The German parliament already voted in favour of both with a two-thirds majority at the end of June.

But Gauck held off from completing the ratification process in the face of legal challenges filed by the far-left Die Linke party, a citizens' initiative group called "More Democracy" and a well-known eurosceptic from Chancellor Angela Merkel's CSU Bavarian sister party, Peter Gauweiler.

In an attempt to delay Wednesday's ruling, Gauweiler filed a new complaint at the weekend, arguing that the European Central Bank's decision to launch a new bond-buying programme had moved the goalposts and that the court must now first decide whether the bond purchase programme is legal before it can rule on the constitutionality of the ESM rescue fund.

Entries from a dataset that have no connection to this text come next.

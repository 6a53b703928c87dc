//! Liveness and readiness probes.

use axum::{Json, extract::State, http::StatusCode, response::IntoResponse};
use chrono::Utc;
use serde::Serialize;

use crate::state::AppState;

#[derive(Debug, Serialize)]
pub struct HealthResponse {
    pub status: &'static str,
    pub timestamp: String,
    /// Seconds since the process started.
    pub uptime: f64,
    pub environment: &'static str,
}

/// Liveness probe. Always 200 while the process is serving.
///
/// GET /health
pub async fn health(State(state): State<AppState>) -> Json<HealthResponse> {
    Json(HealthResponse {
        status: "ok",
        timestamp: Utc::now().to_rfc3339_opts(chrono::SecondsFormat::Millis, true),
        uptime: state.uptime_secs(),
        environment: state.config().environment.as_str(),
    })
}

/// Readiness probe. Checks the database connection.
///
/// GET /health/ready
pub async fn ready(State(state): State<AppState>) -> impl IntoResponse {
    match sqlx::query("SELECT 1").execute(state.pool()).await {
        Ok(_) => (StatusCode::OK, "ok"),
        Err(e) => {
            tracing::error!(error = %e, "Readiness check failed: database unreachable");
            (StatusCode::SERVICE_UNAVAILABLE, "database unavailable")
        }
    }
}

The Constitutional Court held an emergency session on Monday to decide whether to delay its planned ruling on Wednesday in face of Gauweiler's latest challenge.

Gauweiler and the other groups argue that the ESM -- the EU's permanent 500-billion-euro ($630-billion) rescue fund -- and the fiscal pact are incompatible with Germany's "Grundgesetz" or Basic Law because they are effectively forcing Germany to surrender its budgetary sovereignty without the necessary democratic backing.

By committing Europe's biggest economy -- and already its effective paymaster -- to the ESM, parliament was essentially exposing Germany's public finances to unlimited risks should one eurozone country after another topple under the debt crisis, they argue, charging that this meant German voters' basic democratic rights were being infringed upon.